◆ Your instructions
Restate the records underneath, keeping each one exactly the same.

:::

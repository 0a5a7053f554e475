use issuelog_core::{
    DatabaseConfig, IssueRepository, KeyValueRepository, RepoError, Session, SqlIssueRepository,
    TitleAuthor,
};
use std::collections::HashSet;
use uuid::Uuid;

fn sample_rows() -> Vec<TitleAuthor> {
    vec![
        TitleAuthor::new("Bulk 1", "Loader"),
        TitleAuthor::new("Bulk 2", "Loader"),
        TitleAuthor::new("Bulk 3", "Loader"),
    ]
}

#[test]
fn bulk_rows_are_visible_to_repository_reads() {
    let dir = tempfile::tempdir().unwrap();
    let session = Session::open(&DatabaseConfig::at(dir.path().join("issues.db"))).unwrap();
    let bulk = KeyValueRepository::new(&session);
    let repo = SqlIssueRepository::try_new(&session).unwrap();

    let ids = bulk.bulk_upsert("issues", &sample_rows()).unwrap();

    let stored = repo.find_all().unwrap();
    assert_eq!(stored.len(), 3);
    assert_eq!(
        stored.iter().map(|issue| issue.id).collect::<HashSet<_>>(),
        ids.iter().copied().collect::<HashSet<_>>()
    );
    assert!(stored
        .iter()
        .all(|issue| issue.author.as_deref() == Some("Loader") && issue.links_count == 0));
    assert_eq!(repo.find_by_author("Loader").unwrap().len(), 3);
}

#[test]
fn read_table_returns_rows_ordered_by_id() {
    let session = Session::open_in_memory().unwrap();
    let bulk = KeyValueRepository::new(&session);
    let repo = SqlIssueRepository::try_new(&session).unwrap();

    bulk.bulk_upsert("issues", &sample_rows()).unwrap();
    repo.add_issue("Direct", "Repo").unwrap();

    let table = bulk.read_table("issues").unwrap();
    let keys: Vec<String> = table.iter().map(|issue| issue.id.to_string()).collect();
    let mut sorted = keys.clone();
    sorted.sort();

    assert_eq!(table.len(), 4);
    assert_eq!(keys, sorted);
}

#[test]
fn read_rows_skips_unknown_keys() {
    let session = Session::open_in_memory().unwrap();
    let bulk = KeyValueRepository::new(&session);
    let ids = bulk.bulk_upsert("issues", &sample_rows()).unwrap();

    let rows = bulk
        .read_rows("issues", &[ids[2], Uuid::new_v4(), ids[0]])
        .unwrap();

    assert_eq!(
        rows.iter().map(|issue| issue.id).collect::<HashSet<_>>(),
        HashSet::from([ids[0], ids[2]])
    );
    assert!(bulk.read_rows("issues", &[]).unwrap().is_empty());
}

#[test]
fn table_names_must_be_plain_identifiers() {
    let session = Session::open_in_memory().unwrap();
    let bulk = KeyValueRepository::new(&session);

    let err = bulk
        .bulk_upsert("issues; DROP TABLE links", &sample_rows())
        .unwrap_err();
    assert!(matches!(err, RepoError::InvalidTableName(_)));
    assert!(matches!(
        bulk.read_table("issues\""),
        Err(RepoError::InvalidTableName(_))
    ));
    assert!(bulk.read_table("issues").unwrap().is_empty());
}

#[test]
fn unknown_table_is_an_execution_error() {
    let session = Session::open_in_memory().unwrap();
    let bulk = KeyValueRepository::new(&session);

    let err = bulk.read_table("missing_table").unwrap_err();
    assert!(matches!(err, RepoError::Query(_)));
}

:::

◆ Response to this exercise
repository 0a5a7053f554e475
use issuelog_core::{
    DatabaseConfig, IssueRepository, KeyValueRepository, RepoError, Session, SqlIssueRepository,
    TitleAuthor,
};
use std::collections::HashSet;
use uuid::Uuid;

fn sample_rows() -> Vec<TitleAuthor> {
    vec![
        TitleAuthor::new("Bulk 1", "Loader"),
        TitleAuthor::new("Bulk 2", "Loader"),
        TitleAuthor::new("Bulk 3", "Loader"),
    ]
}

#[test]
fn bulk_rows_are_visible_to_repository_reads() {
    let dir = tempfile::tempdir().unwrap();
    let session = Session::open(&DatabaseConfig::at(dir.path().join("issues.db"))).unwrap();
    let bulk = KeyValueRepository::new(&session);
    let repo = SqlIssueRepository::try_new(&session).unwrap();

    let ids = bulk.bulk_upsert("issues", &sample_rows()).unwrap();

    let stored = repo.find_all().unwrap();
    assert_eq!(stored.len(), 3);
    assert_eq!(
        stored.iter().map(|issue| issue.id).collect::<HashSet<_>>(),
        ids.iter().copied().collect::<HashSet<_>>()
    );
    assert!(stored
        .iter()
        .all(|issue| issue.author.as_deref() == Some("Loader") && issue.links_count == 0));
    assert_eq!(repo.find_by_author("Loader").unwrap().len(), 3);
}

#[test]
fn read_table_returns_rows_ordered_by_id() {
    let session = Session::open_in_memory().unwrap();
    let bulk = KeyValueRepository::new(&session);
    let repo = SqlIssueRepository::try_new(&session).unwrap();

    bulk.bulk_upsert("issues", &sample_rows()).unwrap();
    repo.add_issue("Direct", "Repo").unwrap();

    let table = bulk.read_table("issues").unwrap();
    let keys: Vec<String> = table.iter().map(|issue| issue.id.to_string()).collect();
    let mut sorted = keys.clone();
    sorted.sort();

    assert_eq!(table.len(), 4);
    assert_eq!(keys, sorted);
}

#[test]
fn read_rows_skips_unknown_keys() {
    let session = Session::open_in_memory().unwrap();
    let bulk = KeyValueRepository::new(&session);
    let ids = bulk.bulk_upsert("issues", &sample_rows()).unwrap();

    let rows = bulk
        .read_rows("issues", &[ids[2], Uuid::new_v4(), ids[0]])
        .unwrap();

    assert_eq!(
        rows.iter().map(|issue| issue.id).collect::<HashSet<_>>(),
        HashSet::from([ids[0], ids[2]])
    );
    assert!(bulk.read_rows("issues", &[]).unwrap().is_empty());
}

#[test]
fn table_names_must_be_plain_identifiers() {
    let session = Session::open_in_memory().unwrap();
    let bulk = KeyValueRepository::new(&session);

    let err = bulk
        .bulk_upsert("issues; DROP TABLE links", &sample_rows())
        .unwrap_err();
    assert!(matches!(err, RepoError::InvalidTableName(_)));
    assert!(matches!(
        bulk.read_table("issues\""),
        Err(RepoError::InvalidTableName(_))
    ));
    assert!(bulk.read_table("issues").unwrap().is_empty());
}

#[test]
fn unknown_table_is_an_execution_error() {
    let session = Session::open_in_memory().unwrap();
    let bulk = KeyValueRepository::new(&session);

    let err = bulk.read_table("missing_table").unwrap_err();
    assert!(matches!(err, RepoError::Query(_)));
}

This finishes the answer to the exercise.